Figure 1: Sequence diagram of a) conventional 3D GRE-MRE sequence and the MEG-NAV sequences b-c) introducing an additional readout for motion navigation (“NAV”). With MEG-NAV, phase-encoding gradients in both slice and phase encoding direction are played out after the MEG, while the slice selection gradient is rewound before the MEG, to ensure that the projection navigator is acquired in the k-space center. In the case of bipolar MEGs (b), an additional bipolar lobe is appended to acquire the full radial projection. If flow-compensated MEGs are used (c), the projection FID can be read in the center of the 1-2-1 gradient.

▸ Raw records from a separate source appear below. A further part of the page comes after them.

//! Starter configuration for a DVSwitch-style AllStar node.
//!
//! Teardown drops every link on the local node (`ilink 6`). Analog modes
//! dial the target through the node's function codes; digital modes first
//! connect the local bridge node, then select the bridge mode and tune.

use std::collections::BTreeMap;
use std::path::PathBuf;

use super::model::{CommandSpec, Config, ControllerConfig, DirectoryConfig, ModeProfile, StepSpec};
use crate::link::Mode;

const ASTERISK: &str = "/usr/sbin/asterisk";
const DVSWITCH: &str = "/opt/MMDVM_Bridge/dvswitch.sh";

/// Private AllStar node that carries audio into MMDVM_Bridge.
pub const BRIDGE_NODE: u32 = 1999;

fn asterisk(stage: &str, command: String) -> StepSpec {
    StepSpec {
        stage: stage.to_string(),
        program: ASTERISK.to_string(),
        args: vec!["-rx".to_string(), command],
        timeout: None,
    }
}

fn dvswitch(stage: &str, args: &[&str]) -> StepSpec {
    StepSpec {
        stage: stage.to_string(),
        program: DVSWITCH.to_string(),
        args: args.iter().map(|a| (*a).to_string()).collect(),
        timeout: None,
    }
}

fn digital(node: u32, bridge_mode: &str, tune_to: &str) -> ModeProfile {
    ModeProfile {
        bridge_mode: Some(bridge_mode.to_string()),
        steps: vec![
            asterisk("bridge-link", format!("rpt fun {node} *3{BRIDGE_NODE}")),
            dvswitch("mode-select", &["mode", ":bridge_mode"]),
            dvswitch("tune", &["tune", tune_to]),
        ],
    }
}

/// Build the starter config for local node `node`.
#[must_use]
pub fn starter_config(node: u32) -> Config {
    let mut modes = BTreeMap::new();
    modes.insert(
        Mode::Allstar,
        ModeProfile {
            bridge_mode: None,
            steps: vec![asterisk("establish", format!("rpt fun {node} *3:node"))],
        },
    );
    modes.insert(
        Mode::Echolink,
        ModeProfile {
            bridge_mode: None,
            steps: vec![asterisk("establish", format!("rpt fun {node} *33:node"))],
        },
    );
    modes.insert(Mode::Ysf, digital(node, "YSF", ":endpoint"));
    // BrandMeister DMR runs through the bridge's STFU mode.
    modes.insert(Mode::Brandmeister, digital(node, "STFU", ":talkgroup"));
    modes.insert(Mode::Dmr, digital(node, "DMR", ":talkgroup"));
    modes.insert(Mode::Nxdn, digital(node, "NXDN", ":talkgroup"));
    modes.insert(Mode::P25, digital(node, "P25", ":talkgroup"));

    let tables = [
        (Mode::Allstar, "/switchapp/allstar_json/allstardata.json"),
        (Mode::Echolink, "/switchapp/echolink_json/echolinkdata.json"),
        (Mode::Brandmeister, "/switchapp/digitalmodes/dmr_bm_talkgroups.json"),
        (Mode::Dmr, "/switchapp/digitalmodes/dmr_tgif_talkgroups.json"),
        (Mode::Nxdn, "/switchapp/digitalmodes/nxdn.json"),
        (Mode::P25, "/switchapp/digitalmodes/p25.json"),
    ]
    .into_iter()
    .map(|(mode, path)| (mode, PathBuf::from(path)))
    .collect();

    Config {
        directory: DirectoryConfig::default(),
        controller: ControllerConfig {
            timeout: 5000,
            teardown: CommandSpec {
                program: ASTERISK.to_string(),
                args: vec!["-rx".to_string(), format!("rpt cmd {node} ilink 6 0")],
                timeout: None,
            },
            modes,
        },
        tables,
    }
}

Figure 2: In MRE, a phase contrast sequence is phase locked to an externally generated wave and different wave phase offsets are acquired to retrieve the magnitude and phase of the local spin displacement. Here, Hadamard encoding is shown to sensitize the sequence to the four diagonals of a regular cube. In a) the different encoding directions are sequentially stepped through for each k-line, which can be used to extract global wave displacement information from the navigator using an FFT (at the cost of temporal resolution). In b) the encoding direction is continuously changed allowing for high temporal resolution.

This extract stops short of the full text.